Start of PROVIDED MATERIAL

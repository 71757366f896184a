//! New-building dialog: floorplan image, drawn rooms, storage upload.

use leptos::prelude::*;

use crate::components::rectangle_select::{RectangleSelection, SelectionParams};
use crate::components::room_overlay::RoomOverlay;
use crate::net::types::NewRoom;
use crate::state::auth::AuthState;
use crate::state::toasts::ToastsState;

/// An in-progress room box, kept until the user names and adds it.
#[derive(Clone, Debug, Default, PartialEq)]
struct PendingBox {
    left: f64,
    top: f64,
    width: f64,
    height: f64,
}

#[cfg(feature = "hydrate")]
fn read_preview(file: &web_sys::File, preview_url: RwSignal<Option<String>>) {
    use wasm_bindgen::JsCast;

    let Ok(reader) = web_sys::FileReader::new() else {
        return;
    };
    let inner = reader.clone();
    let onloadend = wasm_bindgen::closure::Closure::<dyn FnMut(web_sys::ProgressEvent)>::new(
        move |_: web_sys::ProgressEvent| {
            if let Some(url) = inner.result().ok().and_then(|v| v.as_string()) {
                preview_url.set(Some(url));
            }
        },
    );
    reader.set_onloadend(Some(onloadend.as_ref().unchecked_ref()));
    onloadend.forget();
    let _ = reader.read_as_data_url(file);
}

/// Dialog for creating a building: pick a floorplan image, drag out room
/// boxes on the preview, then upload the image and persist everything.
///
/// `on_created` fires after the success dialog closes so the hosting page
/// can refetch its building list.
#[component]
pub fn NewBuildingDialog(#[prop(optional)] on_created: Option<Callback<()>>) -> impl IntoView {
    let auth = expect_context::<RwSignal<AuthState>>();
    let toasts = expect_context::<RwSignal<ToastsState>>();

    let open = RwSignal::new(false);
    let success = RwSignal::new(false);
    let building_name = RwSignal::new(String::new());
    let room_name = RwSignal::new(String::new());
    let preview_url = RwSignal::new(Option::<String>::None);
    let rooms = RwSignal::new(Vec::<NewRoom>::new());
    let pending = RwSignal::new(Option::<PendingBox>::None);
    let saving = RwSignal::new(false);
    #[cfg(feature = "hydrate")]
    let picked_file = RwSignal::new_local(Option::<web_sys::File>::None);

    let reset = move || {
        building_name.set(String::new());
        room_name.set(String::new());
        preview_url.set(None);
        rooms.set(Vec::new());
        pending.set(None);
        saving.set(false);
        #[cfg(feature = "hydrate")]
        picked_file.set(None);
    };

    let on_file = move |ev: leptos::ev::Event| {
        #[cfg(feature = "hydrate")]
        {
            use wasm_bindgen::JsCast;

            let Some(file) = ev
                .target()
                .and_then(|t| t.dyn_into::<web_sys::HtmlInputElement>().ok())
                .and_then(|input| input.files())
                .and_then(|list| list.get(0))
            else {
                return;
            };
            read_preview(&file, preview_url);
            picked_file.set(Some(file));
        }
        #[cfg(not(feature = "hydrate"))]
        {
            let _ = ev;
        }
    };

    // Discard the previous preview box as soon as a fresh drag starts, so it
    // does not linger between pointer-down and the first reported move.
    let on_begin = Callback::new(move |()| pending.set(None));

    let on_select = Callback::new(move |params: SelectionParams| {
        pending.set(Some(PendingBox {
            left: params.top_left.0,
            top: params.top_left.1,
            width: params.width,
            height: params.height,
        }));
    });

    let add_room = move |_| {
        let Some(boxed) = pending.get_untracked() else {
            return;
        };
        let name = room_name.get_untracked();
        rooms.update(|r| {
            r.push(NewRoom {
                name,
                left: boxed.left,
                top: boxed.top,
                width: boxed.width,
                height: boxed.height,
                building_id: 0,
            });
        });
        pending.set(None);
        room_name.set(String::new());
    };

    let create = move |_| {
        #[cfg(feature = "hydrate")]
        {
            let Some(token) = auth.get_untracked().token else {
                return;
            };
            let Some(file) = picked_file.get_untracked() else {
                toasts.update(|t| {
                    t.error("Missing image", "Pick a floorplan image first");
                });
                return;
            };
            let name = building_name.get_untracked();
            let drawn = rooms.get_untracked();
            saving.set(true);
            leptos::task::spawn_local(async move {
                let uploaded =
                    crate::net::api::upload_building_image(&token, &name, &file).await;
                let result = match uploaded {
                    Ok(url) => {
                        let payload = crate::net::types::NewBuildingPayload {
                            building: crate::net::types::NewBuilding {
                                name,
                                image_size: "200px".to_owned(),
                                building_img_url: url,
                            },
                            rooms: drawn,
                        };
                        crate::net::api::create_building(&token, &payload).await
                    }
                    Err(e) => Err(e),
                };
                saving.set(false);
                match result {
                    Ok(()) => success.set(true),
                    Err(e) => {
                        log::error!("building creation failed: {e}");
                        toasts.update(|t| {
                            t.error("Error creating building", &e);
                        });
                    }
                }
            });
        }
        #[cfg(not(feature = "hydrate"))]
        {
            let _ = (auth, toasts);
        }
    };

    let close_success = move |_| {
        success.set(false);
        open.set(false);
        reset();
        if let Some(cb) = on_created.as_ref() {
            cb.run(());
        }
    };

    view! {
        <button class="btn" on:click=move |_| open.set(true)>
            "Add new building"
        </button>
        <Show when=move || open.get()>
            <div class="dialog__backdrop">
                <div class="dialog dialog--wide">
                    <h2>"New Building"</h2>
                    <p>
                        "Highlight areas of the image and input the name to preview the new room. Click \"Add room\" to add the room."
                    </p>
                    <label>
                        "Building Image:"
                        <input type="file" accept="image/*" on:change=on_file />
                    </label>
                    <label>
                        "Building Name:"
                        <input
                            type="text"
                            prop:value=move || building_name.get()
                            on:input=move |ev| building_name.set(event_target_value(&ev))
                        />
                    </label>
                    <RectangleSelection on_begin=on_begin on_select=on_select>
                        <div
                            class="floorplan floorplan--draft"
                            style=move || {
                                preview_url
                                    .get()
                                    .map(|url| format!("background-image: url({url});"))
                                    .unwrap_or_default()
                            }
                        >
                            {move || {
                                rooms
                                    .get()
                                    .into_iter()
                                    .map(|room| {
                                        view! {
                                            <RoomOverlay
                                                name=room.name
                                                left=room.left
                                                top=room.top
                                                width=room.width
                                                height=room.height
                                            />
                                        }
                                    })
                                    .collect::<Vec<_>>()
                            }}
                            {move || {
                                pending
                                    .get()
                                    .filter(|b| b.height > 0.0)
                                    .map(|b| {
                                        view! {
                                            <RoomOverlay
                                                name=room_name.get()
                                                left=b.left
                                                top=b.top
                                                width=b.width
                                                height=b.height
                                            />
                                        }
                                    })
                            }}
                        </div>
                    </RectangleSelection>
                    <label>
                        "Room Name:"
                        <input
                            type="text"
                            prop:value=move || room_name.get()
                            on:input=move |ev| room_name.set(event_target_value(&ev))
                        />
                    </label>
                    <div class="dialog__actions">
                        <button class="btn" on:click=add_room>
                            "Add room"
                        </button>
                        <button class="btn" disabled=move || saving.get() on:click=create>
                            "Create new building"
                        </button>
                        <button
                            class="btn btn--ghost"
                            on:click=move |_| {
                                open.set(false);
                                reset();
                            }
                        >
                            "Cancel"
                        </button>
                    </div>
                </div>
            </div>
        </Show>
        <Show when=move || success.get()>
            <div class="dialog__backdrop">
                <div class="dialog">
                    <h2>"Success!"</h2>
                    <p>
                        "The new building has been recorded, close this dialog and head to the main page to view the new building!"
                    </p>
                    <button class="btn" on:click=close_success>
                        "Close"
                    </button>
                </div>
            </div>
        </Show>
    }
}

End of PROVIDED MATERIAL

**REQUIRED WORK**
Would you copy, unchanged, the stretch of the records above that begins at the line containing "let Ok(reader) = web_sys::FileReader::new()" and ends at the line containing "let toasts = expect_context::<RwSignal<ToastsState>>();", and only that?

**EXERCISE OUTPUT**
    let Ok(reader) = web_sys::FileReader::new() else {
        return;
    };
    let inner = reader.clone();
    let onloadend = wasm_bindgen::closure::Closure::<dyn FnMut(web_sys::ProgressEvent)>::new(
        move |_: web_sys::ProgressEvent| {
            if let Some(url) = inner.result().ok().and_then(|v| v.as_string()) {
                preview_url.set(Some(url));
            }
        },
    );
    reader.set_onloadend(Some(onloadend.as_ref().unchecked_ref()));
    onloadend.forget();
    let _ = reader.read_as_data_url(file);
}

/// Dialog for creating a building: pick a floorplan image, drag out room
/// boxes on the preview, then upload the image and persist everything.
///
/// `on_created` fires after the success dialog closes so the hosting page
/// can refetch its building list.
#[component]
pub fn NewBuildingDialog(#[prop(optional)] on_created: Option<Callback<()>>) -> impl IntoView {
    let auth = expect_context::<RwSignal<AuthState>>();
    let toasts = expect_context::<RwSignal<ToastsState>>();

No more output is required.